Data extracted from a collection
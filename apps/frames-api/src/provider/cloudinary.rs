//! Cloudinary upload API client.
//!
//! A render is a signed upload of a `data:text/html` URI with an incoming
//! transformation; Cloudinary rasterizes the document and returns the stored
//! image's `secure_url`, which is then downloaded.

use std::collections::BTreeMap;

use async_trait::async_trait;
use bytes::Bytes;
use reqwest::{Client, StatusCode};
use serde::Deserialize;
use sha2::{Digest, Sha256};
use tracing::{debug, warn};

use crate::config::CloudinaryConfig;
use crate::provider::{ProviderError, RenderProvider, RenderSubmission, RenderedAsset};

const SIGNATURE_ALGORITHM: &str = "sha256";

#[derive(Debug, Deserialize)]
struct UploadResponse {
    public_id: Option<String>,
    secure_url: Option<String>,
}

#[derive(Debug, Deserialize)]
struct CloudinaryError {
    error: CloudinaryErrorBody,
}

#[derive(Debug, Deserialize)]
struct CloudinaryErrorBody {
    message: String,
}

struct Credentials<'a> {
    cloud_name: &'a str,
    api_key: &'a str,
    api_secret: &'a str,
}

/// Immutable provider handle built once at startup and shared by all requests.
#[derive(Clone)]
pub struct CloudinaryClient {
    client: Client,
    config: CloudinaryConfig,
}

impl CloudinaryClient {
    /// Builds the client. No request timeout is set; the surrounding server
    /// decides how long a request may run.
    pub fn new(config: CloudinaryConfig) -> Result<Self, ProviderError> {
        let client = Client::builder()
            .user_agent(concat!(env!("CARGO_PKG_NAME"), "/", env!("CARGO_PKG_VERSION")))
            .build()?;
        Ok(Self { client, config })
    }

    fn credentials(&self) -> Result<Credentials<'_>, ProviderError> {
        Ok(Credentials {
            cloud_name: self
                .config
                .cloud_name
                .as_deref()
                .ok_or(ProviderError::MissingCredentials("CLOUDINARY_CLOUD_NAME"))?,
            api_key: self
                .config
                .api_key
                .as_deref()
                .ok_or(ProviderError::MissingCredentials("CLOUDINARY_API_KEY"))?,
            api_secret: self
                .config
                .api_secret
                .as_deref()
                .ok_or(ProviderError::MissingCredentials("CLOUDINARY_API_SECRET"))?,
        })
    }

    fn upload_url(&self, cloud_name: &str) -> String {
        format!(
            "{}/{}/image/upload",
            self.config.api_base.trim_end_matches('/'),
            cloud_name
        )
    }
}

#[async_trait]
impl RenderProvider for CloudinaryClient {
    async fn submit(&self, submission: &RenderSubmission) -> Result<RenderedAsset, ProviderError> {
        let credentials = self.credentials()?;
        let timestamp = chrono::Utc::now().timestamp();
        let form = upload_form(
            submission,
            credentials.api_key,
            credentials.api_secret,
            timestamp,
        );

        let response = self
            .client
            .post(self.upload_url(credentials.cloud_name))
            .form(&form)
            .send()
            .await?;

        let status = response.status();
        let body = response.text().await?;
        let asset = parse_upload_response(status, &body, &submission.public_id).map_err(|e| {
            warn!("Cloudinary upload for frame {} failed: {}", submission.frame, e);
            e
        })?;

        debug!(
            "Cloudinary upload succeeded: frame={}, public_id={}, url={}",
            submission.frame, asset.public_id, asset.secure_url
        );

        Ok(asset)
    }

    async fn fetch(&self, asset: &RenderedAsset) -> Result<Bytes, ProviderError> {
        let response = self.client.get(&asset.secure_url).send().await?;
        check_retrieval_status(response.status(), &asset.secure_url)?;
        Ok(response.bytes().await?)
    }
}

/// Maps an upload reply to the stored asset. Non-2xx statuses carry the
/// provider's `error.message` when the body has one, else the raw body.
fn parse_upload_response(
    status: StatusCode,
    body: &str,
    requested_public_id: &str,
) -> Result<RenderedAsset, ProviderError> {
    if !status.is_success() {
        let message = serde_json::from_str::<CloudinaryError>(body)
            .map(|e| e.error.message)
            .unwrap_or_else(|_| body.to_string());
        return Err(ProviderError::Api {
            status: status.as_u16(),
            message,
        });
    }

    let upload: UploadResponse = serde_json::from_str(body)
        .map_err(|e| ProviderError::MalformedResponse(e.to_string()))?;
    let secure_url = upload.secure_url.ok_or_else(|| {
        ProviderError::MalformedResponse("upload response has no secure_url".to_string())
    })?;

    Ok(RenderedAsset {
        public_id: upload
            .public_id
            .unwrap_or_else(|| requested_public_id.to_string()),
        secure_url,
    })
}

fn check_retrieval_status(status: StatusCode, url: &str) -> Result<(), ProviderError> {
    if status.is_success() {
        Ok(())
    } else {
        Err(ProviderError::Retrieval {
            status: status.as_u16(),
            url: url.to_string(),
        })
    }
}

/// Incoming transformation applied at upload time, components in the
/// alphabetical order Cloudinary normalises to.
fn transformation(submission: &RenderSubmission) -> String {
    format!(
        "c_{},fl_{},h_{},q_{},w_{}",
        submission.crop,
        submission.flags,
        submission.height,
        submission.quality,
        submission.width
    )
}

/// Builds the full signed upload form.
fn upload_form(
    submission: &RenderSubmission,
    api_key: &str,
    api_secret: &str,
    timestamp: i64,
) -> Vec<(&'static str, String)> {
    let mut signed = BTreeMap::new();
    signed.insert("format", submission.format.to_string());
    signed.insert("public_id", submission.public_id.clone());
    signed.insert("timestamp", timestamp.to_string());
    signed.insert("transformation", transformation(submission));

    let signature = sign(&signed, api_secret);

    let mut form: Vec<(&'static str, String)> = signed.into_iter().collect();
    form.push(("api_key", api_key.to_string()));
    form.push(("signature_algorithm", SIGNATURE_ALGORITHM.to_string()));
    form.push(("signature", signature));
    form.push(("file", submission.file.clone()));
    form
}

/// `k=v` pairs sorted by key and joined with `&`, secret appended, SHA-256 hex.
fn sign(params: &BTreeMap<&'static str, String>, api_secret: &str) -> String {
    let to_sign = params
        .iter()
        .map(|(k, v)| format!("{k}={v}"))
        .collect::<Vec<_>>()
        .join("&");

    let mut hasher = Sha256::new();
    hasher.update(to_sign.as_bytes());
    hasher.update(api_secret.as_bytes());
    hex::encode(hasher.finalize())
}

__ASSIGNED TASK__
Each record must be returned in full and exactly.

__EXERCISE OUTPUT__
filename apps/frames-api/src/provider/cloudinary.rs
//! Cloudinary upload API client.
//!
//! A render is a signed upload of a `data:text/html` URI with an incoming
//! transformation; Cloudinary rasterizes the document and returns the stored
//! image's `secure_url`, which is then downloaded.

use std::collections::BTreeMap;

use async_trait::async_trait;
use bytes::Bytes;
use reqwest::{Client, StatusCode};
use serde::Deserialize;
use sha2::{Digest, Sha256};
use tracing::{debug, warn};

use crate::config::CloudinaryConfig;
use crate::provider::{ProviderError, RenderProvider, RenderSubmission, RenderedAsset};

const SIGNATURE_ALGORITHM: &str = "sha256";

#[derive(Debug, Deserialize)]
struct UploadResponse {
    public_id: Option<String>,
    secure_url: Option<String>,
}

#[derive(Debug, Deserialize)]
struct CloudinaryError {
    error: CloudinaryErrorBody,
}

#[derive(Debug, Deserialize)]
struct CloudinaryErrorBody {
    message: String,
}

struct Credentials<'a> {
    cloud_name: &'a str,
    api_key: &'a str,
    api_secret: &'a str,
}

/// Immutable provider handle built once at startup and shared by all requests.
#[derive(Clone)]
pub struct CloudinaryClient {
    client: Client,
    config: CloudinaryConfig,
}

impl CloudinaryClient {
    /// Builds the client. No request timeout is set; the surrounding server
    /// decides how long a request may run.
    pub fn new(config: CloudinaryConfig) -> Result<Self, ProviderError> {
        let client = Client::builder()
            .user_agent(concat!(env!("CARGO_PKG_NAME"), "/", env!("CARGO_PKG_VERSION")))
            .build()?;
        Ok(Self { client, config })
    }

    fn credentials(&self) -> Result<Credentials<'_>, ProviderError> {
        Ok(Credentials {
            cloud_name: self
                .config
                .cloud_name
                .as_deref()
                .ok_or(ProviderError::MissingCredentials("CLOUDINARY_CLOUD_NAME"))?,
            api_key: self
                .config
                .api_key
                .as_deref()
                .ok_or(ProviderError::MissingCredentials("CLOUDINARY_API_KEY"))?,
            api_secret: self
                .config
                .api_secret
                .as_deref()
                .ok_or(ProviderError::MissingCredentials("CLOUDINARY_API_SECRET"))?,
        })
    }

    fn upload_url(&self, cloud_name: &str) -> String {
        format!(
            "{}/{}/image/upload",
            self.config.api_base.trim_end_matches('/'),
            cloud_name
        )
    }
}

#[async_trait]
impl RenderProvider for CloudinaryClient {
    async fn submit(&self, submission: &RenderSubmission) -> Result<RenderedAsset, ProviderError> {
        let credentials = self.credentials()?;
        let timestamp = chrono::Utc::now().timestamp();
        let form = upload_form(
            submission,
            credentials.api_key,
            credentials.api_secret,
            timestamp,
        );

        let response = self
            .client
            .post(self.upload_url(credentials.cloud_name))
            .form(&form)
            .send()
            .await?;

        let status = response.status();
        let body = response.text().await?;
        let asset = parse_upload_response(status, &body, &submission.public_id).map_err(|e| {
            warn!("Cloudinary upload for frame {} failed: {}", submission.frame, e);
            e
        })?;

        debug!(
            "Cloudinary upload succeeded: frame={}, public_id={}, url={}",
            submission.frame, asset.public_id, asset.secure_url
        );

        Ok(asset)
    }

    async fn fetch(&self, asset: &RenderedAsset) -> Result<Bytes, ProviderError> {
        let response = self.client.get(&asset.secure_url).send().await?;
        check_retrieval_status(response.status(), &asset.secure_url)?;
        Ok(response.bytes().await?)
    }
}

/// Maps an upload reply to the stored asset. Non-2xx statuses carry the
/// provider's `error.message` when the body has one, else the raw body.
fn parse_upload_response(
    status: StatusCode,
    body: &str,
    requested_public_id: &str,
) -> Result<RenderedAsset, ProviderError> {
    if !status.is_success() {
        let message = serde_json::from_str::<CloudinaryError>(body)
            .map(|e| e.error.message)
            .unwrap_or_else(|_| body.to_string());
        return Err(ProviderError::Api {
            status: status.as_u16(),
            message,
        });
    }

    let upload: UploadResponse = serde_json::from_str(body)
        .map_err(|e| ProviderError::MalformedResponse(e.to_string()))?;
    let secure_url = upload.secure_url.ok_or_else(|| {
        ProviderError::MalformedResponse("upload response has no secure_url".to_string())
    })?;

    Ok(RenderedAsset {
        public_id: upload
            .public_id
            .unwrap_or_else(|| requested_public_id.to_string()),
        secure_url,
    })
}

fn check_retrieval_status(status: StatusCode, url: &str) -> Result<(), ProviderError> {
    if status.is_success() {
        Ok(())
    } else {
        Err(ProviderError::Retrieval {
            status: status.as_u16(),
            url: url.to_string(),
        })
    }
}

/// Incoming transformation applied at upload time, components in the
/// alphabetical order Cloudinary normalises to.
fn transformation(submission: &RenderSubmission) -> String {
    format!(
        "c_{},fl_{},h_{},q_{},w_{}",
        submission.crop,
        submission.flags,
        submission.height,
        submission.quality,
        submission.width
    )
}

/// Builds the full signed upload form.
fn upload_form(
    submission: &RenderSubmission,
    api_key: &str,
    api_secret: &str,
    timestamp: i64,
) -> Vec<(&'static str, String)> {
    let mut signed = BTreeMap::new();
    signed.insert("format", submission.format.to_string());
    signed.insert("public_id", submission.public_id.clone());
    signed.insert("timestamp", timestamp.to_string());
    signed.insert("transformation", transformation(submission));

    let signature = sign(&signed, api_secret);

    let mut form: Vec<(&'static str, String)> = signed.into_iter().collect();
    form.push(("api_key", api_key.to_string()));
    form.push(("signature_algorithm", SIGNATURE_ALGORITHM.to_string()));
    form.push(("signature", signature));
    form.push(("file", submission.file.clone()));
    form
}

/// `k=v` pairs sorted by key and joined with `&`, secret appended, SHA-256 hex.
fn sign(params: &BTreeMap<&'static str, String>, api_secret: &str) -> String {
    let to_sign = params
        .iter()
        .map(|(k, v)| format!("{k}={v}"))
        .collect::<Vec<_>>()
        .join("&");

    let mut hasher = Sha256::new();
    hasher.update(to_sign.as_bytes());
    hasher.update(api_secret.as_bytes());
    hex::encode(hasher.finalize())
}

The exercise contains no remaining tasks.